[Stored items]
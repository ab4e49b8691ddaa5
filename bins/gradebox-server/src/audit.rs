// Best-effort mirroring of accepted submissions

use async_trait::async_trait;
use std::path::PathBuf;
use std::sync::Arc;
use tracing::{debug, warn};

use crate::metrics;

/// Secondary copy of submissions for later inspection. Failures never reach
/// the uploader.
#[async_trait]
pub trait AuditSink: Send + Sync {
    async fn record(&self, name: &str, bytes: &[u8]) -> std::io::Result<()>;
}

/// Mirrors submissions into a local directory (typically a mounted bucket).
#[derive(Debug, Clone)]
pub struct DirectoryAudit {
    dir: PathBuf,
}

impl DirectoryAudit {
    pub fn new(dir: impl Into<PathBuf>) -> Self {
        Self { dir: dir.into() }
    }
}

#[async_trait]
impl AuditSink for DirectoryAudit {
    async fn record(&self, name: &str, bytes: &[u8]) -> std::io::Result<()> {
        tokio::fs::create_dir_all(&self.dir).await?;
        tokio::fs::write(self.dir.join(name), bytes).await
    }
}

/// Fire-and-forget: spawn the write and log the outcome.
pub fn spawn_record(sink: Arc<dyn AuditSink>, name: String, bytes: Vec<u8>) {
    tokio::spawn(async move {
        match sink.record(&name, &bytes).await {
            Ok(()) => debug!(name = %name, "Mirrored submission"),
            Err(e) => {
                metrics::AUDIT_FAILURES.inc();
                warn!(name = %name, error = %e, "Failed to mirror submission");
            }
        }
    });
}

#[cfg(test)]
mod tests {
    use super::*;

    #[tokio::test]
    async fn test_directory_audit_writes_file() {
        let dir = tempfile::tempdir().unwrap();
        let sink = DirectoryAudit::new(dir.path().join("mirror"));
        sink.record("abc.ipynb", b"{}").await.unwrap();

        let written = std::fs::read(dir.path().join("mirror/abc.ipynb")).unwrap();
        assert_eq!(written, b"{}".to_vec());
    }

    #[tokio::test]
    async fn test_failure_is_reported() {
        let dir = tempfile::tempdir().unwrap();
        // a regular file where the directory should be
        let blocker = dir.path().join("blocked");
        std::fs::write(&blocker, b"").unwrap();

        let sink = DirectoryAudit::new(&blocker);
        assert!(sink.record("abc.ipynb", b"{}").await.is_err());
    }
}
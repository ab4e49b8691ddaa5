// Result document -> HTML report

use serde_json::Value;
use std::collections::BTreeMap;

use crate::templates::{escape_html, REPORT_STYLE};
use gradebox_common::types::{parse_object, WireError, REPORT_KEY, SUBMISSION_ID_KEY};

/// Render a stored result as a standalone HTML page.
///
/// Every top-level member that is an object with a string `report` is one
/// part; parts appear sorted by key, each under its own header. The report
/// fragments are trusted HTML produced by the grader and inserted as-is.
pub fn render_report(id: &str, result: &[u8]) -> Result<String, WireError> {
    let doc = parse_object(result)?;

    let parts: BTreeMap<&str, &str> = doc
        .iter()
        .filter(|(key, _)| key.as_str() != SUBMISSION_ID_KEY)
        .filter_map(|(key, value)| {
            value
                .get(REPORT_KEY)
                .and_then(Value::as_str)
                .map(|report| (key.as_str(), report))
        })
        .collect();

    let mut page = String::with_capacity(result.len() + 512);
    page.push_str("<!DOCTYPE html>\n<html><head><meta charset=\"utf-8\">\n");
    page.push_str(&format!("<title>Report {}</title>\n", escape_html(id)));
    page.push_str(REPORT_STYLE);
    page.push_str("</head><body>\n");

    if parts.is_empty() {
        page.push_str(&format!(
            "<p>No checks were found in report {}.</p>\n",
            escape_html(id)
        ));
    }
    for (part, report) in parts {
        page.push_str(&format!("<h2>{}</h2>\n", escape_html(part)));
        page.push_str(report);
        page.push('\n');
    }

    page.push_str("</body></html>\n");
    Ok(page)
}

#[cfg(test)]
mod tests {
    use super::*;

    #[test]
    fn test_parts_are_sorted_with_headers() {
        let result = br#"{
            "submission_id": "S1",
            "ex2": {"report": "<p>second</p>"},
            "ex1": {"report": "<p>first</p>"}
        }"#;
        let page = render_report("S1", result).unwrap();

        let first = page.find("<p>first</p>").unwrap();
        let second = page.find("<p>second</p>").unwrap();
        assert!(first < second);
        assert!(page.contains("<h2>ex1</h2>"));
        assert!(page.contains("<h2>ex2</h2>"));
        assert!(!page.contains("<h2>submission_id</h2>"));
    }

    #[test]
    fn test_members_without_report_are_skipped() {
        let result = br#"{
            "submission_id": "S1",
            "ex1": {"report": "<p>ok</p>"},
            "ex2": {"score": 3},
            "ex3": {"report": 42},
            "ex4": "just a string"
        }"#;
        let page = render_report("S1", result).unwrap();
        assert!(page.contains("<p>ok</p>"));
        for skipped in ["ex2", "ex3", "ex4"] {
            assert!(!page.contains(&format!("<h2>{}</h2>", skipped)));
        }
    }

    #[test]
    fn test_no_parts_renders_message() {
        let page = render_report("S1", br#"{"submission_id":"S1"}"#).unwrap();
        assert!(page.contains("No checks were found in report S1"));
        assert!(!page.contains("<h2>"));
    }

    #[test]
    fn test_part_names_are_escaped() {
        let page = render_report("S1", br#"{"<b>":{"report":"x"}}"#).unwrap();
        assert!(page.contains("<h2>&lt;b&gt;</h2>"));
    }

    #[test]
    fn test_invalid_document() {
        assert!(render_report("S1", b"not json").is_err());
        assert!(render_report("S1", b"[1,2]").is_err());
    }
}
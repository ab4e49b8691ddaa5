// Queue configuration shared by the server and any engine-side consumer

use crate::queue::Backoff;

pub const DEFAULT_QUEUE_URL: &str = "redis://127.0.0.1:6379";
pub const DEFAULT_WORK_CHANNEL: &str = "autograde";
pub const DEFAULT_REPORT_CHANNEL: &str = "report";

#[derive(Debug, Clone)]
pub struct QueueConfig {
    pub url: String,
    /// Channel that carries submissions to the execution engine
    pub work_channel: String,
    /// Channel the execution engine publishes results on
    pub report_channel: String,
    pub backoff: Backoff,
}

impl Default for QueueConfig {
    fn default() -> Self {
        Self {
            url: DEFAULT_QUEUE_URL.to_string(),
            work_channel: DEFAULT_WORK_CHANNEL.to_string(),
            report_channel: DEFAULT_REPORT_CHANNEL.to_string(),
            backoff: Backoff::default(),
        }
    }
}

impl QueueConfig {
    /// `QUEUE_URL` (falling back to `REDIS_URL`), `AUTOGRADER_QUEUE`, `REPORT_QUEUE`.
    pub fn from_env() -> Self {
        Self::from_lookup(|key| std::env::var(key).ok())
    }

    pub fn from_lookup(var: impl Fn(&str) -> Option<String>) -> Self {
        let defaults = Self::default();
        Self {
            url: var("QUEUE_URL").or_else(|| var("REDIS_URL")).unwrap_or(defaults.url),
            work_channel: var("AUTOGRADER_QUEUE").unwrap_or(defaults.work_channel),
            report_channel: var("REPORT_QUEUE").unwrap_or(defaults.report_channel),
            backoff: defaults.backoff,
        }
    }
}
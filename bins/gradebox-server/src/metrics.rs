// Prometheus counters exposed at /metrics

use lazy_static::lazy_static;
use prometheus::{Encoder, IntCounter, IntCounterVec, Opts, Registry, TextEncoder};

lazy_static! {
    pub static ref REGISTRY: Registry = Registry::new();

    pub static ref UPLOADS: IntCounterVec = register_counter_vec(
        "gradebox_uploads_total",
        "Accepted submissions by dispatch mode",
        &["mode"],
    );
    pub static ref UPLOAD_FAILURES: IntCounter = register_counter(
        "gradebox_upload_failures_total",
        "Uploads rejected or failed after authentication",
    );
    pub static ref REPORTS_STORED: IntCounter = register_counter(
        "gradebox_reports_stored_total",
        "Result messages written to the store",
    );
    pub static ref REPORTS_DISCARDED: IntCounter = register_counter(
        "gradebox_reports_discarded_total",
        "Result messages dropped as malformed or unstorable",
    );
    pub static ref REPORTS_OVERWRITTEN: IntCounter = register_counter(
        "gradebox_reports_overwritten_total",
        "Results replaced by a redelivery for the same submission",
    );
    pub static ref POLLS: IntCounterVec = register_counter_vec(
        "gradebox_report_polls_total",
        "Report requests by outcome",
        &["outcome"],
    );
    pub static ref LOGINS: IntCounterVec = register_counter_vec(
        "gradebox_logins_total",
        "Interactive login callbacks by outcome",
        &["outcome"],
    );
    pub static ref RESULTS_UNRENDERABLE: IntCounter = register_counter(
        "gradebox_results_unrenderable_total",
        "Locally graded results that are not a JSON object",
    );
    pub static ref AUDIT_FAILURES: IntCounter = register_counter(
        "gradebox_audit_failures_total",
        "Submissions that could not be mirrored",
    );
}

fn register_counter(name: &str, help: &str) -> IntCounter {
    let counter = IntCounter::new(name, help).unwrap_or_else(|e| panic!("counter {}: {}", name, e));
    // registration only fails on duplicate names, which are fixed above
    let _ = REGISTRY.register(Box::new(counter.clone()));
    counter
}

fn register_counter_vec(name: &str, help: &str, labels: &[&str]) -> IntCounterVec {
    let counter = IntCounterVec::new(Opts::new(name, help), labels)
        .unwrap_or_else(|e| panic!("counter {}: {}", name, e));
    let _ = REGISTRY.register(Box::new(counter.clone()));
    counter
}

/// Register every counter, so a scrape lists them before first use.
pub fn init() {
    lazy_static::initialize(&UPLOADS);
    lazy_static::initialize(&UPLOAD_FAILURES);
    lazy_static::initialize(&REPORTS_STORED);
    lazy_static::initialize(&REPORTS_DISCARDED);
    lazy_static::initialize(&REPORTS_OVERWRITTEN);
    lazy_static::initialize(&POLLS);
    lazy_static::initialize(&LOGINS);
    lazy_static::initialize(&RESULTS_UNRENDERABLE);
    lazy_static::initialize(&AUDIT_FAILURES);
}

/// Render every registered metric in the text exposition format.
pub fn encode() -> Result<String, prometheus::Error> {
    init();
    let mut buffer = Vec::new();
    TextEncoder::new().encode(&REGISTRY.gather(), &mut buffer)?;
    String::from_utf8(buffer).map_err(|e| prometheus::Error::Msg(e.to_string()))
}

==

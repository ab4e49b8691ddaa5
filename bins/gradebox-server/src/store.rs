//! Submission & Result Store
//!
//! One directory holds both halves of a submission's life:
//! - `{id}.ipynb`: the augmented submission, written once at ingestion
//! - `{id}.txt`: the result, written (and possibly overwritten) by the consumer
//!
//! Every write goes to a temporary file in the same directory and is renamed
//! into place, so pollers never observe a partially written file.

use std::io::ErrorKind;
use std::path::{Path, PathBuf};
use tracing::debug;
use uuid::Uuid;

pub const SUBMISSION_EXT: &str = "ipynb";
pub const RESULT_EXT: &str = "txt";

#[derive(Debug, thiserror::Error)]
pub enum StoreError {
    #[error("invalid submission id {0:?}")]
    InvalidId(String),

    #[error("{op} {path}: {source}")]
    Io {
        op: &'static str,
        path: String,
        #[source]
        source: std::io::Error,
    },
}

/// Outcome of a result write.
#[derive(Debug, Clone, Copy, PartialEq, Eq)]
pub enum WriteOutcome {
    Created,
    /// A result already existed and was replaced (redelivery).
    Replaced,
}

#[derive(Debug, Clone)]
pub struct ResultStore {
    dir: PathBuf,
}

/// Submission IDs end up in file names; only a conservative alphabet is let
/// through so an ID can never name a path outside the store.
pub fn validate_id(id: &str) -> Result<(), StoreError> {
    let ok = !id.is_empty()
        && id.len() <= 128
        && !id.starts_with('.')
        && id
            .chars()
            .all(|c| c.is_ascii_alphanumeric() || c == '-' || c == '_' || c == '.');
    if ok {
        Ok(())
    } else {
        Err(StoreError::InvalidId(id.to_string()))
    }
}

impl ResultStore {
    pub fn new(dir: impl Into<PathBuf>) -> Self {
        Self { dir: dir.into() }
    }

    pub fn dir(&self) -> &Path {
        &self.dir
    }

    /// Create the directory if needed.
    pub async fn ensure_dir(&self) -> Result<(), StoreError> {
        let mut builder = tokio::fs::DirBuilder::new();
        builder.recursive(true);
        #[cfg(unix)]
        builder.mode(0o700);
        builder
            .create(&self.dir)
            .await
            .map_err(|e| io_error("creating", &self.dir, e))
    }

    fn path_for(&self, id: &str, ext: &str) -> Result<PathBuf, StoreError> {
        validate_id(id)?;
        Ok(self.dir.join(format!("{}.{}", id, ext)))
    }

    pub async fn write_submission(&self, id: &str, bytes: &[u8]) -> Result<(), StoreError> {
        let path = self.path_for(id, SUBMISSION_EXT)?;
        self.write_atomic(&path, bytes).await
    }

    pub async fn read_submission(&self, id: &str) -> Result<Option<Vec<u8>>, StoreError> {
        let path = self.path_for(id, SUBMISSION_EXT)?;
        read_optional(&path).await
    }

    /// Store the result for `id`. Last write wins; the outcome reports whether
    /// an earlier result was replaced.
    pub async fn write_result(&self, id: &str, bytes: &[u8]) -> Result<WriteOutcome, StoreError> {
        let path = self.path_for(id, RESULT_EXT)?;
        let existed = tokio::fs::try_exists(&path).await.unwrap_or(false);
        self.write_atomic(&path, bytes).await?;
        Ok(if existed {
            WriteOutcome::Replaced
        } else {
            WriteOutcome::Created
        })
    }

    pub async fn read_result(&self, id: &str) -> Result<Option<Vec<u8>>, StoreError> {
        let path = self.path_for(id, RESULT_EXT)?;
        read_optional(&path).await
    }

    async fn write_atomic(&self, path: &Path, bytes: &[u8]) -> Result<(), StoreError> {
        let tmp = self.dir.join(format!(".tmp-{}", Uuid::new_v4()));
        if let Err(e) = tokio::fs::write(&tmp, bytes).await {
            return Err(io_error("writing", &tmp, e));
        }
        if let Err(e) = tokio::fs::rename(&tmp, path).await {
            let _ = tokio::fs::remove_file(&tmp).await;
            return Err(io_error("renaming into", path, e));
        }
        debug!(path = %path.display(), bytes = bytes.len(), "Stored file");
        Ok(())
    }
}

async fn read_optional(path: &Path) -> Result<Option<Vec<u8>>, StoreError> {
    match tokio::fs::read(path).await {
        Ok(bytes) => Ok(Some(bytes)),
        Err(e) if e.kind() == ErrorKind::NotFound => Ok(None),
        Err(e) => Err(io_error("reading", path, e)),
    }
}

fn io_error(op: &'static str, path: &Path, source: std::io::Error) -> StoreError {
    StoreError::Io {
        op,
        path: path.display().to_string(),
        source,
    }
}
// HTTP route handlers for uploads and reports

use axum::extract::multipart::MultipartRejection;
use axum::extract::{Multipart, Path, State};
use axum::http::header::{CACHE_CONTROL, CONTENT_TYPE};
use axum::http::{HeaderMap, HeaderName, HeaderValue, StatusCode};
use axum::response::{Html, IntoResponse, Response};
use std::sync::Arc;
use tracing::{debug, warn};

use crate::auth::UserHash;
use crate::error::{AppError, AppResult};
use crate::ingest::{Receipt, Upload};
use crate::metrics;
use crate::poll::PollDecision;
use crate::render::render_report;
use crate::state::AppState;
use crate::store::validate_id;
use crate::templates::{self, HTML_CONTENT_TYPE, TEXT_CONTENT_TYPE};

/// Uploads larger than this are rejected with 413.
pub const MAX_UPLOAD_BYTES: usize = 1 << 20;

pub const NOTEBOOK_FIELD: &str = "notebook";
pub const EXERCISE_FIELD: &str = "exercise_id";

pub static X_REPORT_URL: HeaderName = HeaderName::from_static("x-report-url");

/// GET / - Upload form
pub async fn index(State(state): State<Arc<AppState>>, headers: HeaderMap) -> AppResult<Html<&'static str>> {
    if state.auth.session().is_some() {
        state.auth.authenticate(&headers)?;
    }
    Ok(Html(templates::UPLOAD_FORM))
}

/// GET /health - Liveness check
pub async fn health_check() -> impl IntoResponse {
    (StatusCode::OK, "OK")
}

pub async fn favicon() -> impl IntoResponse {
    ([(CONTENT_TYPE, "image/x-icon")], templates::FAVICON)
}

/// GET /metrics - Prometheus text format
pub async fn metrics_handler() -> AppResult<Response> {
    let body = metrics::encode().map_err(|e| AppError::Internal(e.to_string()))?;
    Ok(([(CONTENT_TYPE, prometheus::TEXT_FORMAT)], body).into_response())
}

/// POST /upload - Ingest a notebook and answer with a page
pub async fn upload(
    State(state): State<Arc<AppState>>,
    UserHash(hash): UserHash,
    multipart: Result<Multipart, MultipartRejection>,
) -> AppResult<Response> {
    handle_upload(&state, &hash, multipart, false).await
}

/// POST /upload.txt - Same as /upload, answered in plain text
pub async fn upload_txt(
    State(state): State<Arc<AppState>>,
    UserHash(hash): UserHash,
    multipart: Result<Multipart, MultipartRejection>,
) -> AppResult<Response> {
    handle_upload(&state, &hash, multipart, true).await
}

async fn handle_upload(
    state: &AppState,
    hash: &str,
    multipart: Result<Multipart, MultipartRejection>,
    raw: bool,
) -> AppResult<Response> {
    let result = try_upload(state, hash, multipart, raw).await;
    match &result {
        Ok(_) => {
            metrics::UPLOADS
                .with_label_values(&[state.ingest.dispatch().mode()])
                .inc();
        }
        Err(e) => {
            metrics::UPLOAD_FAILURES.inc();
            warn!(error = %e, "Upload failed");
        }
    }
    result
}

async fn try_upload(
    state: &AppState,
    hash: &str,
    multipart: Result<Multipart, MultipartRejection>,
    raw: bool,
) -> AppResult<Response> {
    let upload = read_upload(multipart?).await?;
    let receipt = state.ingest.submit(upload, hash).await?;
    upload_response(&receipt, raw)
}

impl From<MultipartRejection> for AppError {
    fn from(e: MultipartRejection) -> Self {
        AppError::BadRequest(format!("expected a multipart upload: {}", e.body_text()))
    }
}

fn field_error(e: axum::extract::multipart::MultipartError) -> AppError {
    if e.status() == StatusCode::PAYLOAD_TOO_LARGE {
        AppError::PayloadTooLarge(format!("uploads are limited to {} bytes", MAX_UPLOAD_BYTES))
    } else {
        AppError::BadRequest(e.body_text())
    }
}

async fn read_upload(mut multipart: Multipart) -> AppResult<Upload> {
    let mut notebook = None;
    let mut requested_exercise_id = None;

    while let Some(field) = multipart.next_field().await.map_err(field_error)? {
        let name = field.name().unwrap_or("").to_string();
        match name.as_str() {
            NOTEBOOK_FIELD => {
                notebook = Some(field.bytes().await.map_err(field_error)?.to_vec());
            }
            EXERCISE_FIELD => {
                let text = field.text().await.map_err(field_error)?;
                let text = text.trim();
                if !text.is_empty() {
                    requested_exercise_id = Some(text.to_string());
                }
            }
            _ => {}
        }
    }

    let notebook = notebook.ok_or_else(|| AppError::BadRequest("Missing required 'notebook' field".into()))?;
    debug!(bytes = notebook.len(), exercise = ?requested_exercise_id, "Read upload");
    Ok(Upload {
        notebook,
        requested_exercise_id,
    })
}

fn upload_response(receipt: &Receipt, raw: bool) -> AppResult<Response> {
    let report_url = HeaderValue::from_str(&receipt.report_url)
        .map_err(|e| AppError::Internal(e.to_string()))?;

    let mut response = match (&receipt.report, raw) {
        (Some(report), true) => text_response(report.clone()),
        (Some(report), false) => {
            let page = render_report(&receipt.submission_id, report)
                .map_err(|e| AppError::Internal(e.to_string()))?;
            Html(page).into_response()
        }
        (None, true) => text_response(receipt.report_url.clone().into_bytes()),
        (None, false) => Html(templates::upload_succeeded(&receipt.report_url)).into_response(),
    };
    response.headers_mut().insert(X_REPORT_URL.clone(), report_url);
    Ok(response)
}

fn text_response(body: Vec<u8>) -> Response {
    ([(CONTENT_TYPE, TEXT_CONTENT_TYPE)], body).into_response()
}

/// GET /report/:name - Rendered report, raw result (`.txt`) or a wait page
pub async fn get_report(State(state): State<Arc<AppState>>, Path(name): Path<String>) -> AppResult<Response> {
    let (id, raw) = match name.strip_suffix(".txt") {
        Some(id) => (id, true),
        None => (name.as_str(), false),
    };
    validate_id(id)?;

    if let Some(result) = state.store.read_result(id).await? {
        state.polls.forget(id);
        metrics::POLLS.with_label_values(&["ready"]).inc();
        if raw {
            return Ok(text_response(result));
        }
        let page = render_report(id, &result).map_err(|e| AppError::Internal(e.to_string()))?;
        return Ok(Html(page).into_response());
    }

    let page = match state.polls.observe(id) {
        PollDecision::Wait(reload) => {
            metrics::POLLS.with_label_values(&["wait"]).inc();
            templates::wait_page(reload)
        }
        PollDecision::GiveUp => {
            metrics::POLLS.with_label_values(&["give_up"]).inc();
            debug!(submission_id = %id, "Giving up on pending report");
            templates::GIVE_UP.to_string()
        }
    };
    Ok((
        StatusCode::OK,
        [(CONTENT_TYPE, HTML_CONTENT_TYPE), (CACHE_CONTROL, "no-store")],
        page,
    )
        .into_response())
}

**Problem to work on:**
Please count the lines in the records that contain "true" and reply with the count alone.

**Worked solution:**
5